Tu seras même avantagé par rapport aux autres enfants. Car, en disparaissant, nous enlevons le dernier frein qui entravait ta socialisation. Désormais pur rejeton de l’État, de la technique et du marketing, tu ne porteras plus le poids des parents culpabilisants qui opposaient des liens archaïques à ton avenir numérique.

Pervers polymorphe définitif, tu réussiras dans la politique, les affaires ou le journalisme, qui sont une identique chose, doublant aisément tes confrères que des parents naïfs auront poussé de la perversion à la névrose, les enfermant dans l’inhibition, le doute et l’inquiétude morale.

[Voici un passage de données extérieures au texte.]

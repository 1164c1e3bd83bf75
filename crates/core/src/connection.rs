// SPDX-License-Identifier: BUSL-1.1
// Copyright (c) 2026 Alfred Jean LLC

//! Runner-visible connection lifecycle state (§3 "Connection status").

use serde::{Deserialize, Serialize};
use std::fmt;

/// Where the runner is in its connection lifecycle to the remote queue.
///
/// Transitions flow roughly `Disconnected -> Connecting -> Starting ->
/// Ready -> Connected`, with `Processing` entered for the duration of a
/// claimed job and `Error` reachable from any state.
#[derive(Debug, Clone, Copy, PartialEq, Eq, Serialize, Deserialize)]
#[serde(rename_all = "snake_case")]
pub enum ConnectionStatus {
    Disconnected,
    Connecting,
    Starting,
    Ready,
    Connected,
    Processing,
    Error,
}

impl ConnectionStatus {
    /// True once the runner has successfully registered and can claim jobs.
    pub fn is_operational(self) -> bool {
        matches!(self, Self::Connected | Self::Processing)
    }
}

impl fmt::Display for ConnectionStatus {
    fn fmt(&self, f: &mut fmt::Formatter<'_>) -> fmt::Result {
        let label = match self {
            Self::Disconnected => "disconnected",
            Self::Connecting => "connecting",
            Self::Starting => "starting",
            Self::Ready => "ready",
            Self::Connected => "connected",
            Self::Processing => "processing",
            Self::Error => "error",
        };
        f.write_str(label)
    }
}

impl Default for ConnectionStatus {
    fn default() -> Self {
        Self::Disconnected
    }
}

#[cfg(test)]
#[path = "connection_tests.rs"]
mod tests;
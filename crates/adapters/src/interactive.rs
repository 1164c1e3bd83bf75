// SPDX-License-Identifier: BUSL-1.1
// Copyright (c) 2026 Alfred Jean LLC

//! The interactive executor (component D) — a human-attached session with
//! the same spawn/kill shape as the persistent executor, minus job
//! dispatch. Used when a link attaches a terminal directly to a harness
//! instead of routing jobs through it.

use crate::executor::{Executor, ExecutorError, InputReceiver};
use crate::session::SessionAdapter;
use async_trait::async_trait;
use mush_core::{ExecError, ExecResult, Job, SetupOptions};
use parking_lot::Mutex as SyncMutex;
use std::path::PathBuf;
use std::time::{Duration, Instant};

/// Keystroke sent to close the child's stdin (EOF).
const CLOSE_STDIN: &str = "\u{4}";
/// Keystroke sent to interrupt a running foreground command.
const INTERRUPT: &str = "\u{3}";
const GRACE_PERIOD: Duration = Duration::from_secs(2);

#[derive(Debug, Clone)]
pub struct InteractiveConfig {
    pub harness_name: String,
    pub argv: Vec<String>,
    pub working_directory: PathBuf,
}

#[derive(Debug, Clone, Copy, PartialEq, Eq)]
enum State {
    Created,
    Ready,
    Closed,
}

/// A directly-attached harness session (§4.1, §4.4 "interactive mode").
/// `Execute` always fails — this executor never dispatches queued jobs.
pub struct InteractiveExecutor<S: SessionAdapter> {
    config: InteractiveConfig,
    session: S,
    opts: SyncMutex<SetupOptions>,
    session_id: SyncMutex<Option<String>>,
    state: SyncMutex<State>,
}

impl<S: SessionAdapter> InteractiveExecutor<S> {
    pub fn new(config: InteractiveConfig, session: S, opts: SetupOptions) -> Self {
        Self {
            config,
            session,
            opts: SyncMutex::new(opts),
            session_id: SyncMutex::new(None),
            state: SyncMutex::new(State::Created),
        }
    }
}

fn shell_quote(s: &str) -> String {
    if !s.is_empty()
        && s.chars()
            .all(|c| c.is_ascii_alphanumeric() || "-_./:=@".contains(c))
    {
        s.to_string()
    } else {
        format!("'{}'", s.replace('\'', "'\\''"))
    }
}

#[async_trait]
impl<S: SessionAdapter> Executor for InteractiveExecutor<S> {
    async fn setup(&self) -> Result<(), ExecutorError> {
        let cmd = self
            .config
            .argv
            .iter()
            .map(|a| shell_quote(a))
            .collect::<Vec<_>>()
            .join(" ");
        let env = vec![
            ("TERM".to_string(), "xterm-256color".to_string()),
            ("FORCE_COLOR".to_string(), "1".to_string()),
        ];

        let (rows, cols) = self.opts.lock().pty_size();
        let id = self
            .session
            .spawn(&self.config.harness_name, &self.config.working_directory, &cmd, &env, rows, cols)
            .await
            .map_err(|e| ExecutorError::Setup(e.to_string()))?;

        *self.session_id.lock() = Some(id);
        *self.state.lock() = State::Ready;
        self.opts.lock().fire_ready();
        Ok(())
    }

    /// Interactive mode never dispatches queued jobs (§4.4).
    async fn execute(&self, _job: &Job) -> Result<ExecResult, ExecError> {
        Err(ExecError::execution_error(
            "interactive mode does not support queued job execution",
        ))
    }

    async fn reset(&self) -> Result<(), ExecutorError> {
        Ok(())
    }

    async fn teardown(&self) {
        {
            let mut state = self.state.lock();
            if *state == State::Closed {
                return;
            }
            *state = State::Closed;
        }

        let Some(id) = self.session_id.lock().take() else {
            return;
        };
        let _ = self.session.send_literal(&id, CLOSE_STDIN).await;
        let _ = self.session.send_literal(&id, INTERRUPT).await;

        let deadline = Instant::now() + GRACE_PERIOD;
        while Instant::now() < deadline {
            if !self.session.is_alive(&id).await.unwrap_or(false) {
                break;
            }
            tokio::time::sleep(Duration::from_millis(100)).await;
        }
        let _ = self.session.kill(&id).await;
    }

    fn as_input_receiver(&self) -> Option<&dyn InputReceiver> {
        Some(self)
    }
}

#[async_trait]
impl<S: SessionAdapter> InputReceiver for InteractiveExecutor<S> {
    /// Forward raw bytes to the child's stdin exactly as received, no key
    /// interpretation (§4.4 "WriteInput").
    async fn write_input(&self, bytes: &[u8]) -> std::io::Result<usize> {
        let Some(id) = self.session_id.lock().clone() else {
            return Err(std::io::Error::other("interactive session not started"));
        };
        let text = String::from_utf8_lossy(bytes).into_owned();
        self.session
            .send_literal(&id, &text)
            .await
            .map_err(std::io::Error::other)?;
        Ok(bytes.len())
    }
}

#[cfg(test)]
#[path = "interactive_tests.rs"]
mod tests;
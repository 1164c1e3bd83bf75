// SPDX-License-Identifier: BUSL-1.1
// Copyright (c) 2026 Alfred Jean LLC

use super::*;
use std::sync::atomic::{AtomicBool, AtomicI32, Ordering};
use std::sync::Mutex;

#[test]
fn fire_ready_invokes_callback() {
    let called = Arc::new(AtomicBool::new(false));
    let called_clone = called.clone();
    let opts = SetupOptions {
        on_ready: Some(Arc::new(move || called_clone.store(true, Ordering::SeqCst))),
        ..Default::default()
    };
    opts.fire_ready();
    assert!(called.load(Ordering::SeqCst));
}

#[test]
fn fire_output_reaches_both_callback_and_terminal_sink() {
    struct RecordingSink(Mutex<Vec<u8>>);
    impl TerminalSink for RecordingSink {
        fn write(&self, bytes: &[u8]) {
            self.0.lock().unwrap().extend_from_slice(bytes);
        }
    }

    let lines = Arc::new(Mutex::new(Vec::<String>::new()));
    let lines_clone = lines.clone();
    let sink = Arc::new(RecordingSink(Mutex::new(Vec::new())));

    let opts = SetupOptions {
        terminal: Some(sink.clone()),
        on_output: Some(Arc::new(move |line: &str| {
            lines_clone.lock().unwrap().push(line.to_string());
        })),
        ..Default::default()
    };

    opts.fire_output("hello");

    assert_eq!(lines.lock().unwrap().as_slice(), ["hello".to_string()]);
    assert_eq!(sink.0.lock().unwrap().as_slice(), b"hello");
}

#[test]
fn fire_exit_invokes_callback_with_code() {
    let code = Arc::new(AtomicI32::new(-1));
    let code_clone = code.clone();
    let opts = SetupOptions {
        on_exit: Some(Arc::new(move |c| code_clone.store(c, Ordering::SeqCst))),
        ..Default::default()
    };
    opts.fire_exit(7);
    assert_eq!(code.load(Ordering::SeqCst), 7);
}

#[test]
fn no_callbacks_is_a_safe_default() {
    let opts = SetupOptions::default();
    opts.fire_ready();
    opts.fire_output("noop");
    opts.fire_exit(0);
}

#[test]
fn pty_size_falls_back_to_defaults_when_unset() {
    let opts = SetupOptions::default();
    assert_eq!(opts.pty_size(), (DEFAULT_PTY_ROWS, DEFAULT_PTY_COLS));
}

#[test]
fn pty_size_honors_explicit_rows_and_cols() {
    let opts = SetupOptions {
        rows: 40,
        cols: 120,
        ..Default::default()
    };
    assert_eq!(opts.pty_size(), (40, 120));
}

#[test]
fn tee_bytes_writes_to_the_terminal_sink_without_touching_on_output() {
    struct RecordingSink(Mutex<Vec<u8>>);
    impl TerminalSink for RecordingSink {
        fn write(&self, bytes: &[u8]) {
            self.0.lock().unwrap().extend_from_slice(bytes);
        }
    }

    let on_output_called = Arc::new(AtomicBool::new(false));
    let on_output_clone = on_output_called.clone();
    let sink = Arc::new(RecordingSink(Mutex::new(Vec::new())));

    let opts = SetupOptions {
        terminal: Some(sink.clone()),
        on_output: Some(Arc::new(move |_: &str| {
            on_output_clone.store(true, Ordering::SeqCst)
        })),
        ..Default::default()
    };

    opts.tee_bytes(b"raw bytes");

    assert_eq!(sink.0.lock().unwrap().as_slice(), b"raw bytes");
    assert!(!on_output_called.load(Ordering::SeqCst));
}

Ta faille narcissique, que notre départ renforce, fera de toi une bête blessée dangereuse et efficace.

Nous avons choisi, nous tes parents, le camp des perdants. Nous vivons désormais de noix de coco, de coquillages et d’ombre sur un morceau de terre oublié par la mondialisation. Choyés par la biosphère, nous laissons la technosphère te materner.

De toute façon, quand tu seras grand, le transhumanisme pucera ton cerveau, modifiant ta filiation.

Pendant que tu te battras pour une place au soleil, pense que tes deux parents sont déjà au soleil, vivant comme des riches dans le paradis fiscal de ceux qui ne possèdent rien.

Peut-être auras-tu un jour des enfants. Ce ne seront pas les tiens. Pucés, modifiés génétiquement, ravis par la réalité augmentée, l’intelligence artificielle et la propagande, ils ne te devront que l’impulsion dérisoire qui les aura projetés dans l’existence.

En attendant cet avenir dont tu ne seras pas le héros, dis bonjour aux mille amis que tu possèdes sur tes réseaux sociaux, entretiens les multiples personnages dont tu animes les exploits dans les jeux sur le net, peaufine ton profil dans les moteurs de recherche.

Pendant ce temps, dis-toi que tes parents vivent sans miroir, et que le vent qui ride la surface de la mer trouble leurs reflets de la présence du monde.

T’ayant déjà perdu alors que nous t’avions avec nous, tu ne nous manques pas.

Tu nous remercieras un jour d’avoir, par notre départ, éclairci une situation.

Bonne chance.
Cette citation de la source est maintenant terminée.